### [Description of the task]
Output, word for word, the lines of this listing that fall between the line with "append_line(&store, &line, Utc::now());" and the line with "step = replicator.step(cursor.as_ref())", counting both of those lines, and no others.

Data for the task: Begin

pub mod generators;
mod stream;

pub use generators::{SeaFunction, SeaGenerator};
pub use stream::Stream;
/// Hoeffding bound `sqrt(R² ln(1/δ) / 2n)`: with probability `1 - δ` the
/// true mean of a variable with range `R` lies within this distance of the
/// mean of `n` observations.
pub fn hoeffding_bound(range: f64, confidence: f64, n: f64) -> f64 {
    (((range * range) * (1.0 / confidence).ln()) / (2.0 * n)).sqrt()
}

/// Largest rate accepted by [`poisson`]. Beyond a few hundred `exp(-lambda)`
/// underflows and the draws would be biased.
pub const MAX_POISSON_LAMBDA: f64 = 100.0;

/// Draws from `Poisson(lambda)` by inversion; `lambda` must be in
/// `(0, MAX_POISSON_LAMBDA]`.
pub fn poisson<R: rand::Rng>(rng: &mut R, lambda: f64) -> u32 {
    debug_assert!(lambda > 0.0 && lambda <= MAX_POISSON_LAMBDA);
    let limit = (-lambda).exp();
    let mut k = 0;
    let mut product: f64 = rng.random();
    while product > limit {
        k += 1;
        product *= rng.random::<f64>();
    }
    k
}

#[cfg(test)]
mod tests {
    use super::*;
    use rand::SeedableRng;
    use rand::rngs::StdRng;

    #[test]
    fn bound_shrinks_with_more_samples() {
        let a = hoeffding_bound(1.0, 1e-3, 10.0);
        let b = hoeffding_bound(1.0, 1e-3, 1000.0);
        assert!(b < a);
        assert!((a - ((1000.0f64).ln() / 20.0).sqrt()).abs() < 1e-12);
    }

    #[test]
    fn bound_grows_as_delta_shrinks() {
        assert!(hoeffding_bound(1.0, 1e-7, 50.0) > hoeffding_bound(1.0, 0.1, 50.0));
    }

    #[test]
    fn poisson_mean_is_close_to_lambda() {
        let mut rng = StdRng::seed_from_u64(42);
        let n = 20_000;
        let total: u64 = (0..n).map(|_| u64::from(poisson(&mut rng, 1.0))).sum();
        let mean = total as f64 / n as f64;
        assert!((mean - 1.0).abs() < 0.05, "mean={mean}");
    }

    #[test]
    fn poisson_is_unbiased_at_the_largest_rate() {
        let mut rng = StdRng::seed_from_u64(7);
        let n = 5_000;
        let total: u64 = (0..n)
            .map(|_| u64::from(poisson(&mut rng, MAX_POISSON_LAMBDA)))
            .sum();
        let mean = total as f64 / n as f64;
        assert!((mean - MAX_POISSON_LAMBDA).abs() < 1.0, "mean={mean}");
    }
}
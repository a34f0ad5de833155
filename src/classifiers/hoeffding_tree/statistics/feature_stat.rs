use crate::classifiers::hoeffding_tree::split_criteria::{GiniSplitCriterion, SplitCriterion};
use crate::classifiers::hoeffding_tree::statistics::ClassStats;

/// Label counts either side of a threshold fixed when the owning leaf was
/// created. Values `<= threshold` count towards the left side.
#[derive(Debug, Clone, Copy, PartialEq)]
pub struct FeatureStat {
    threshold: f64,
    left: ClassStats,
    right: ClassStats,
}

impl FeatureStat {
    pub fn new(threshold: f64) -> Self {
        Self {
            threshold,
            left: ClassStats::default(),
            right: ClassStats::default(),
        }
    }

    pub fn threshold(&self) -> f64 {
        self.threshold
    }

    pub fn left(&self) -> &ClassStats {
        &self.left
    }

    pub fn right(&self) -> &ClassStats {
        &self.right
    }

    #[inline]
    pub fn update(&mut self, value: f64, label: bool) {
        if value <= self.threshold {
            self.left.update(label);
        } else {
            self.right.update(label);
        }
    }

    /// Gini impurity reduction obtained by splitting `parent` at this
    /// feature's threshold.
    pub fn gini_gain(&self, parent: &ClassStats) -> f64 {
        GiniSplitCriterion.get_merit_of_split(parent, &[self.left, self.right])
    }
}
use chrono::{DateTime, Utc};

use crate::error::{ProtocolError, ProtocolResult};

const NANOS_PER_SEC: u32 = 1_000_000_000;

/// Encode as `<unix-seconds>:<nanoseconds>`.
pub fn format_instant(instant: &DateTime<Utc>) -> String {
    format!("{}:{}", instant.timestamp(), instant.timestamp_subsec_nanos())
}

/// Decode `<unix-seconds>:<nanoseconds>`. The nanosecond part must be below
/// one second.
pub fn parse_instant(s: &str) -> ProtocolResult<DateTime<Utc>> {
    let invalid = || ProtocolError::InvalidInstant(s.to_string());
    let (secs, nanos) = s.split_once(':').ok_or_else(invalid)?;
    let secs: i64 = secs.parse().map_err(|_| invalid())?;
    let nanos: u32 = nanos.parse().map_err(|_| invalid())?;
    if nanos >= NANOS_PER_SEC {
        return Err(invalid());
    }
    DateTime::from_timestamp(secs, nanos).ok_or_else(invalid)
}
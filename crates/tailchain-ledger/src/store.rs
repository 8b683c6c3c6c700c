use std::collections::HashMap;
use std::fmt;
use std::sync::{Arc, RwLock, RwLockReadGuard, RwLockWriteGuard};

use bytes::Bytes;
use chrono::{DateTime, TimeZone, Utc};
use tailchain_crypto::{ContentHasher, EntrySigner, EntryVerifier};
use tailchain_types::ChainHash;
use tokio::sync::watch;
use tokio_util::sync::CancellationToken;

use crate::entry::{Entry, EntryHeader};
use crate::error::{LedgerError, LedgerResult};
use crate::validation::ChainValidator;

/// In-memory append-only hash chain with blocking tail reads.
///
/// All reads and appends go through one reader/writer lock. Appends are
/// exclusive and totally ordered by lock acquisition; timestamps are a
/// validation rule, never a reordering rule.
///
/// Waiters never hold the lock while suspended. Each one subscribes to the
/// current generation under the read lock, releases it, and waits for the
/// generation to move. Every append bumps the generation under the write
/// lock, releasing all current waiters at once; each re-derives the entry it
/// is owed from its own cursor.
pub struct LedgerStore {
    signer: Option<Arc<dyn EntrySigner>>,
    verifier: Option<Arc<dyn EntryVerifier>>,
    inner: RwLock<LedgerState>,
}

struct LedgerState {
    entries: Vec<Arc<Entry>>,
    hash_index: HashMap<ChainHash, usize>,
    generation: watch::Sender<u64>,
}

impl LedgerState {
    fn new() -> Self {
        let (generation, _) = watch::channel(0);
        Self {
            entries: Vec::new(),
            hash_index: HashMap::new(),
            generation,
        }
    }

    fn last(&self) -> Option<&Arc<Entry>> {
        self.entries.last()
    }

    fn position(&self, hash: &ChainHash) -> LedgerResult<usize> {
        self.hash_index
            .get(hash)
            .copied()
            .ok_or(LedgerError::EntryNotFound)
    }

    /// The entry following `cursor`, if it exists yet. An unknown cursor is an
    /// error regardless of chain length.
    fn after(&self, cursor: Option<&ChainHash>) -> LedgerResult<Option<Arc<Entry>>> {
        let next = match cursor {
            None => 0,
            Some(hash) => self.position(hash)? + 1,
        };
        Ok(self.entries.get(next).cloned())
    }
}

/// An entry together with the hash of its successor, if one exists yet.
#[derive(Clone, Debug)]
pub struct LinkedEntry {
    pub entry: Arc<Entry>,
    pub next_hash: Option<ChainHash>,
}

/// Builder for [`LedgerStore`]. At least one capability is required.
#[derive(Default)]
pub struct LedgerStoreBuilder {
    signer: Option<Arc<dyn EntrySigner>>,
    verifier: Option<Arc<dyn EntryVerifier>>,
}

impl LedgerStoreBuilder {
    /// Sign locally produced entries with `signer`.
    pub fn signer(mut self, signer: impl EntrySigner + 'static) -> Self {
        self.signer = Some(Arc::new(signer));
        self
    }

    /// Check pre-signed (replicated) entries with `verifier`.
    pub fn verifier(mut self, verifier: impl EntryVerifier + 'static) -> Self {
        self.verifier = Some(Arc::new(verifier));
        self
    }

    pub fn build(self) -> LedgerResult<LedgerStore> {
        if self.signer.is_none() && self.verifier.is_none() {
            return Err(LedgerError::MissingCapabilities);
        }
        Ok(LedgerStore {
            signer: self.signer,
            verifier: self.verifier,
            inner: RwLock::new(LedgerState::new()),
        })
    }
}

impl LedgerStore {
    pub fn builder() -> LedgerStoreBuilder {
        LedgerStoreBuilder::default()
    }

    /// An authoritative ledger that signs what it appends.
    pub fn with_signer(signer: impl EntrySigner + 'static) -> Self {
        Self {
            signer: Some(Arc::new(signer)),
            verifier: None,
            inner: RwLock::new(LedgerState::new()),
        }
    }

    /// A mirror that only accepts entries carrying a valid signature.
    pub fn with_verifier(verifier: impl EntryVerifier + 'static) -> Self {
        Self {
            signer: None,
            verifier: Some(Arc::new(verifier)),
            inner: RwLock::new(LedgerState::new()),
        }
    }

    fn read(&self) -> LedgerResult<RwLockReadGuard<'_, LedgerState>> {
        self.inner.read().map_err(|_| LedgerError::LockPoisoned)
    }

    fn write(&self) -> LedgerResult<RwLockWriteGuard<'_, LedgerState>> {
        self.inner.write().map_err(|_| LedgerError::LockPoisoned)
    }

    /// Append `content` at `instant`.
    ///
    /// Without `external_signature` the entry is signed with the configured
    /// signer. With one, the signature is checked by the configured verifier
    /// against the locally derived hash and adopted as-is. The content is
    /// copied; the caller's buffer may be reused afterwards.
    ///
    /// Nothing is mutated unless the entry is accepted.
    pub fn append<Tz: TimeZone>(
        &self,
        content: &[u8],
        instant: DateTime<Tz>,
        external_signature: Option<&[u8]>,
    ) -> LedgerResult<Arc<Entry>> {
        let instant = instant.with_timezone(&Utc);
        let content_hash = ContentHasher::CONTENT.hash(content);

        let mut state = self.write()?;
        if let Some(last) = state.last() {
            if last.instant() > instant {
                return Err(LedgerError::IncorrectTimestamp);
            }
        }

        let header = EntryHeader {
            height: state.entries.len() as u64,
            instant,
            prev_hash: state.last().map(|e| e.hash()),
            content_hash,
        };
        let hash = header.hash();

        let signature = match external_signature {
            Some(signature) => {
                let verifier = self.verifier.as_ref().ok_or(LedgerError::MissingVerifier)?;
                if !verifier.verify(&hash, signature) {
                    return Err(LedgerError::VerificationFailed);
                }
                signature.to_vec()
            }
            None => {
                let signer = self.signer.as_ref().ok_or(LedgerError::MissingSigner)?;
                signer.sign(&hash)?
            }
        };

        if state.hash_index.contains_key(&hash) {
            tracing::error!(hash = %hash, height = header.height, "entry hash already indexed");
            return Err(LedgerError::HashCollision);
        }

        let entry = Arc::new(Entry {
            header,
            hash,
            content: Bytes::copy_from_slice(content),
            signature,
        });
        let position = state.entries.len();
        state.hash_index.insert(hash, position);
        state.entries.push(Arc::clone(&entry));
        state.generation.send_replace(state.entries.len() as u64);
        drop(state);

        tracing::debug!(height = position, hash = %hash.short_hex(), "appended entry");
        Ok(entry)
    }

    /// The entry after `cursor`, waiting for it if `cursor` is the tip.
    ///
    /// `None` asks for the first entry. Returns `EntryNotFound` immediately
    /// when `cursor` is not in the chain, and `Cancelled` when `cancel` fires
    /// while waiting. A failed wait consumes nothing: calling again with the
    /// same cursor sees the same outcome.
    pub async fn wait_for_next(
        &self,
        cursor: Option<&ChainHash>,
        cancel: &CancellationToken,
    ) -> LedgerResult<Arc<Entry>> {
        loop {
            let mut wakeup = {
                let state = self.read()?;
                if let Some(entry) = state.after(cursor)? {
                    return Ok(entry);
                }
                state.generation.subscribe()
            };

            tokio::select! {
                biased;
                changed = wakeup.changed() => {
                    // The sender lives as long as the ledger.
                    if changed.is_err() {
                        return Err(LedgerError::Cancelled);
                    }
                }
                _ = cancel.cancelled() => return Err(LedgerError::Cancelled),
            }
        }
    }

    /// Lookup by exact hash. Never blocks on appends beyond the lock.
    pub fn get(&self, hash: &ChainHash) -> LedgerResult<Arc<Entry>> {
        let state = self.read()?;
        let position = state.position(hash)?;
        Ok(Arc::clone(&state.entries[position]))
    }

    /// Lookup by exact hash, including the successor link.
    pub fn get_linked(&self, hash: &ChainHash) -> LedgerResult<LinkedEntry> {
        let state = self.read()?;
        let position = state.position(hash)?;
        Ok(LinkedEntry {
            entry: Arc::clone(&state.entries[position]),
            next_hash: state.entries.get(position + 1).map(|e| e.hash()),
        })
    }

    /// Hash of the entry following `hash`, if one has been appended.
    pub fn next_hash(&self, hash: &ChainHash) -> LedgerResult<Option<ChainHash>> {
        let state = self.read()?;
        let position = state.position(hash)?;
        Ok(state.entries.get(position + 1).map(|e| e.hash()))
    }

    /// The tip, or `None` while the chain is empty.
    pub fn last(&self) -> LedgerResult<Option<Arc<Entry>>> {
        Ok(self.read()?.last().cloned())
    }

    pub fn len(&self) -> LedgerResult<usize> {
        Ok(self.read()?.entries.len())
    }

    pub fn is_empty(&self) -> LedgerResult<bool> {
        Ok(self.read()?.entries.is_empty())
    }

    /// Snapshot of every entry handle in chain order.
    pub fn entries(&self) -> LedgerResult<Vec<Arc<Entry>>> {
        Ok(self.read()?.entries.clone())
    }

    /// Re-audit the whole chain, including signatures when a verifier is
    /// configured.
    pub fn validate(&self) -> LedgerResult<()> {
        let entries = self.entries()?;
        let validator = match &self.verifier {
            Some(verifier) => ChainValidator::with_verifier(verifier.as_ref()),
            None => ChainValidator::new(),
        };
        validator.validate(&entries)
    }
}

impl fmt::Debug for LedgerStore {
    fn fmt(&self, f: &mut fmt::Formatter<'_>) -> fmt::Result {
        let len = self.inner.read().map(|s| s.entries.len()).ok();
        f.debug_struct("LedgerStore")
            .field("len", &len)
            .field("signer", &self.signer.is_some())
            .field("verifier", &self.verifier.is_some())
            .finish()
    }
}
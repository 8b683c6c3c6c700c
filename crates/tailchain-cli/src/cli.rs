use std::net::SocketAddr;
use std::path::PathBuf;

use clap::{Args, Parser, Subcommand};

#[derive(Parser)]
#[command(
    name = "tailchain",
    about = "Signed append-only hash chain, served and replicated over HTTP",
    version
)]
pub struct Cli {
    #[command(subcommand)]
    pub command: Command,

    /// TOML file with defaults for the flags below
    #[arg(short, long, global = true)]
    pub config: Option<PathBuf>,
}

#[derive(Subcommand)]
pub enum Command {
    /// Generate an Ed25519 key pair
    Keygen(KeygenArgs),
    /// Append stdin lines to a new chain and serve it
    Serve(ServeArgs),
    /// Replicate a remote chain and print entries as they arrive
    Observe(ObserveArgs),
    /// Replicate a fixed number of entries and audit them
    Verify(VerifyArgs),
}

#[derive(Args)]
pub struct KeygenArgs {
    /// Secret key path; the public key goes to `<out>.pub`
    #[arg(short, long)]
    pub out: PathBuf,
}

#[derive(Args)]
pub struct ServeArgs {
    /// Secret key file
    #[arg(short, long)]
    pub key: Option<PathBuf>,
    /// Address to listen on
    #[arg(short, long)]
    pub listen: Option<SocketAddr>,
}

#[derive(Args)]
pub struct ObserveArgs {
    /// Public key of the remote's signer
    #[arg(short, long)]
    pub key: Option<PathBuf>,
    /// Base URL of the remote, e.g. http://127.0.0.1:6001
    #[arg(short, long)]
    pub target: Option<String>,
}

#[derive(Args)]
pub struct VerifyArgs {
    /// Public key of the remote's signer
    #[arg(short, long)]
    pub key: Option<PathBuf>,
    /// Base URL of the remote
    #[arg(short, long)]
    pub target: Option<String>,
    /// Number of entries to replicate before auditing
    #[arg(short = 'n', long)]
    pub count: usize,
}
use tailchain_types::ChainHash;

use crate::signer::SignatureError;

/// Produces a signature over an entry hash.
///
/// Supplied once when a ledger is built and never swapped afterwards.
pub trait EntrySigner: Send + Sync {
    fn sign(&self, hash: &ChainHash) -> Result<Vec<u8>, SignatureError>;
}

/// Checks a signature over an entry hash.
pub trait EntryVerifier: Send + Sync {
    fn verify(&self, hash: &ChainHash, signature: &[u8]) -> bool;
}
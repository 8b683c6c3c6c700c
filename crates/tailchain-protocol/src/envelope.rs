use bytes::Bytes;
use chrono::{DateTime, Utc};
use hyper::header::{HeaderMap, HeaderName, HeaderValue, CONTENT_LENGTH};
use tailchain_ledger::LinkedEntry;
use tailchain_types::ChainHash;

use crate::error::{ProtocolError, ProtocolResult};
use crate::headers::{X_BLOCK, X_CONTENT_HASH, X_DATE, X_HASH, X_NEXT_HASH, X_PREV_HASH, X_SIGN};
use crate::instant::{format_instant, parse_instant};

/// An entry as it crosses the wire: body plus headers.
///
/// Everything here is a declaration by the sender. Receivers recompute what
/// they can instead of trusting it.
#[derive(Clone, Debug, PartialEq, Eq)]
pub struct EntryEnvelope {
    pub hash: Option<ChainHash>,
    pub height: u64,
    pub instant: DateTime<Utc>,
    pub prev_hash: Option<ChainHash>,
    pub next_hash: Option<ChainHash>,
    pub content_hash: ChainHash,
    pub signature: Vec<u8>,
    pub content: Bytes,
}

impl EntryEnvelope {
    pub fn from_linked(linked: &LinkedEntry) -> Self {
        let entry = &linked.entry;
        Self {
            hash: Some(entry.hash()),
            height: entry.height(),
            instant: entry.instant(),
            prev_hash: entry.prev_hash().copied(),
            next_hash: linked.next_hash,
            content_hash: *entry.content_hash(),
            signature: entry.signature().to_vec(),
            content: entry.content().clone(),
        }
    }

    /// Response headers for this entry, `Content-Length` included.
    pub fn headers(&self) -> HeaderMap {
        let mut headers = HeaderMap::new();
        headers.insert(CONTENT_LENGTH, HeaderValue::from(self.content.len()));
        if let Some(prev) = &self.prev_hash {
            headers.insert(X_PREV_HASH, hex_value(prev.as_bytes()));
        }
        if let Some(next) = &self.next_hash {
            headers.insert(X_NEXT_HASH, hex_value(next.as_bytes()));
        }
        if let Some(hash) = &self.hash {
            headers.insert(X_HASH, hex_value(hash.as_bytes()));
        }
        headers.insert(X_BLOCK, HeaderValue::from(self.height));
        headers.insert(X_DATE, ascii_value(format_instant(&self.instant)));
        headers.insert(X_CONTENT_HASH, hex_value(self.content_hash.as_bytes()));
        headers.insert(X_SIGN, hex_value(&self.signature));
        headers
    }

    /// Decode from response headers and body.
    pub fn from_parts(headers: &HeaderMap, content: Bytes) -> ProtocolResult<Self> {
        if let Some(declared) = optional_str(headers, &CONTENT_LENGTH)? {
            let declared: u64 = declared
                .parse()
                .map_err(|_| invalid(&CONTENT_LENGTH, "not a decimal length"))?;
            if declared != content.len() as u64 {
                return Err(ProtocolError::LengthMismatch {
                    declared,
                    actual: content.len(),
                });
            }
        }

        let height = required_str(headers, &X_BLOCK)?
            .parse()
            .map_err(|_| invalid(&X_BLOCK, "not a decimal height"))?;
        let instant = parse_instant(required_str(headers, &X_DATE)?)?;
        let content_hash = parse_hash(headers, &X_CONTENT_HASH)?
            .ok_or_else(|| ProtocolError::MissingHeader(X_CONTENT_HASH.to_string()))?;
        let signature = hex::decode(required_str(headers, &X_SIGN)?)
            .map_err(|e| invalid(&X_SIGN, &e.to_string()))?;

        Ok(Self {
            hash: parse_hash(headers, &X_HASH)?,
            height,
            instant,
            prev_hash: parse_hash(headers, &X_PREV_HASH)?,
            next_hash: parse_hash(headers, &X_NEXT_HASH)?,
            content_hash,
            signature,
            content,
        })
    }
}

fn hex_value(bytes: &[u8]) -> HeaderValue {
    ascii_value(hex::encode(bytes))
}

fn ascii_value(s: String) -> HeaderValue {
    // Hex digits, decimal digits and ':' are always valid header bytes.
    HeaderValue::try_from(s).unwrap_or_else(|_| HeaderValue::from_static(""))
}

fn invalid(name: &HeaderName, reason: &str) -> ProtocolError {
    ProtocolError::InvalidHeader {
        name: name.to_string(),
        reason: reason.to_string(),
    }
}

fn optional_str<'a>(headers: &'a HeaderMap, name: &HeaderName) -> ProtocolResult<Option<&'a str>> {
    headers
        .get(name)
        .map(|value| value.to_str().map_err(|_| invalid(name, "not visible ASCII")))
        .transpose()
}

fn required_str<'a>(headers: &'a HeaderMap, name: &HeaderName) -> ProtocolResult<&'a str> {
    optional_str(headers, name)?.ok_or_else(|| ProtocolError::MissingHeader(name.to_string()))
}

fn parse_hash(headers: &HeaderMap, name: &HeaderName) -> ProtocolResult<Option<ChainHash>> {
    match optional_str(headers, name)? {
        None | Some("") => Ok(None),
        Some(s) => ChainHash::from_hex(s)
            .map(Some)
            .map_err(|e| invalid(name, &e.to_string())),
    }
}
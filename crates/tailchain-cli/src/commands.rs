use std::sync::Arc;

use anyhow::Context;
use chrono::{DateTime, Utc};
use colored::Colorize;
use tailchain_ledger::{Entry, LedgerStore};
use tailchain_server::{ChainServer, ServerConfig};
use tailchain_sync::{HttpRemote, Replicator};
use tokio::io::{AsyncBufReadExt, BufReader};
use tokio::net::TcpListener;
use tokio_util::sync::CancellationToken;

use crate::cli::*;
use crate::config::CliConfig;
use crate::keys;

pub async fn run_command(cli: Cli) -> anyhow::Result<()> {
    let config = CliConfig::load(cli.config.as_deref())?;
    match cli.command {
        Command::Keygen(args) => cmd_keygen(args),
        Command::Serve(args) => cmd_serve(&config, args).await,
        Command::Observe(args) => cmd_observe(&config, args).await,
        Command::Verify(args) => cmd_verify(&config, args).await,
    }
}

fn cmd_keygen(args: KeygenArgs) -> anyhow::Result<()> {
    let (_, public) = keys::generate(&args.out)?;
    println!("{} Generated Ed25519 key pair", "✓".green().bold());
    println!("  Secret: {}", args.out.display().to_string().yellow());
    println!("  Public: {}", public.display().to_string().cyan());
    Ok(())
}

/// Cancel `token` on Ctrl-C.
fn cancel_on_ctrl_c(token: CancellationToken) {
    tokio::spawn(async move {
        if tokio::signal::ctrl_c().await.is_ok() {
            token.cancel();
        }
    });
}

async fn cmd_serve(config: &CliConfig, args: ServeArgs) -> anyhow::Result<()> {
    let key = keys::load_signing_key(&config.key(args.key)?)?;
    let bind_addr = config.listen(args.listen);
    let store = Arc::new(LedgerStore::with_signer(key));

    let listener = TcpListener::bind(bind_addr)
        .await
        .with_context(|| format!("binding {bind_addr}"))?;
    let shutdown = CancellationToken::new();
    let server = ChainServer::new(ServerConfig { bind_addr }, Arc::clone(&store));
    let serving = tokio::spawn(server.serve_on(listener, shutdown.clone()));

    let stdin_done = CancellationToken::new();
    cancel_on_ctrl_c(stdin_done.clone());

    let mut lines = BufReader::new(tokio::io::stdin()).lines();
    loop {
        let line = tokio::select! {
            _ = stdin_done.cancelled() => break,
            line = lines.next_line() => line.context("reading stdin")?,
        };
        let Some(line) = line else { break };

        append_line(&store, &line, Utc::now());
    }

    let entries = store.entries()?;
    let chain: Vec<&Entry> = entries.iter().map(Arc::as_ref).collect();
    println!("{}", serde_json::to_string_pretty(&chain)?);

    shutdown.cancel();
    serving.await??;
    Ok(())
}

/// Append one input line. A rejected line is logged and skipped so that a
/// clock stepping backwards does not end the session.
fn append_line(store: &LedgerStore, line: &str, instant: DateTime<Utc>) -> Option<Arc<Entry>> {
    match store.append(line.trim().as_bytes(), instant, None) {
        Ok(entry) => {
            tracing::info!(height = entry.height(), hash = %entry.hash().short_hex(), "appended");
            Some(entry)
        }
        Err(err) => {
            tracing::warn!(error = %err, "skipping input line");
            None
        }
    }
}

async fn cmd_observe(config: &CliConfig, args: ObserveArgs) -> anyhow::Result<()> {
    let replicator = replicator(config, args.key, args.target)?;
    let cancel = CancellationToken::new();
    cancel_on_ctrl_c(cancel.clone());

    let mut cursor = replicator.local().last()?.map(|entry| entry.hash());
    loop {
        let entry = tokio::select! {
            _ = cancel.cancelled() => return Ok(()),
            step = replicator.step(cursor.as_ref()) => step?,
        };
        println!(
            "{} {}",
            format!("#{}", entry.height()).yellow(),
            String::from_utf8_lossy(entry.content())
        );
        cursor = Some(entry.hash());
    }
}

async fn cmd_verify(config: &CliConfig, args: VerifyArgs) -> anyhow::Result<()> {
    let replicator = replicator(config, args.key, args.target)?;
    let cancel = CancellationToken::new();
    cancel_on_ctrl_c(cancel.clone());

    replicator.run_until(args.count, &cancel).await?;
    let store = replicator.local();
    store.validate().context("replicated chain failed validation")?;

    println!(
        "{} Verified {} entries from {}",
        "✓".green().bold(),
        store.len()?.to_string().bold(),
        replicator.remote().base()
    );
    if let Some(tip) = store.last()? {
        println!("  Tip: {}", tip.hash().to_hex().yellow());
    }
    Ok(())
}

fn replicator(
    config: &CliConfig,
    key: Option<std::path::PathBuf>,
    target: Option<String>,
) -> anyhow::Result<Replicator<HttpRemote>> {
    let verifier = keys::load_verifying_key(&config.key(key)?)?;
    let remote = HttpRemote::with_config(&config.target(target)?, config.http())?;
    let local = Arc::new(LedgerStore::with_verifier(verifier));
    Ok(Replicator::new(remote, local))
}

Data for the task: End

### [Exercise output]
        append_line(&store, &line, Utc::now());
    }

    let entries = store.entries()?;
    let chain: Vec<&Entry> = entries.iter().map(Arc::as_ref).collect();
    println!("{}", serde_json::to_string_pretty(&chain)?);

    shutdown.cancel();
    serving.await??;
    Ok(())
}

/// Append one input line. A rejected line is logged and skipped so that a
/// clock stepping backwards does not end the session.
fn append_line(store: &LedgerStore, line: &str, instant: DateTime<Utc>) -> Option<Arc<Entry>> {
    match store.append(line.trim().as_bytes(), instant, None) {
        Ok(entry) => {
            tracing::info!(height = entry.height(), hash = %entry.hash().short_hex(), "appended");
            Some(entry)
        }
        Err(err) => {
            tracing::warn!(error = %err, "skipping input line");
            None
        }
    }
}

async fn cmd_observe(config: &CliConfig, args: ObserveArgs) -> anyhow::Result<()> {
    let replicator = replicator(config, args.key, args.target)?;
    let cancel = CancellationToken::new();
    cancel_on_ctrl_c(cancel.clone());

    let mut cursor = replicator.local().last()?.map(|entry| entry.hash());
    loop {
        let entry = tokio::select! {
            _ = cancel.cancelled() => return Ok(()),
            step = replicator.step(cursor.as_ref()) => step?,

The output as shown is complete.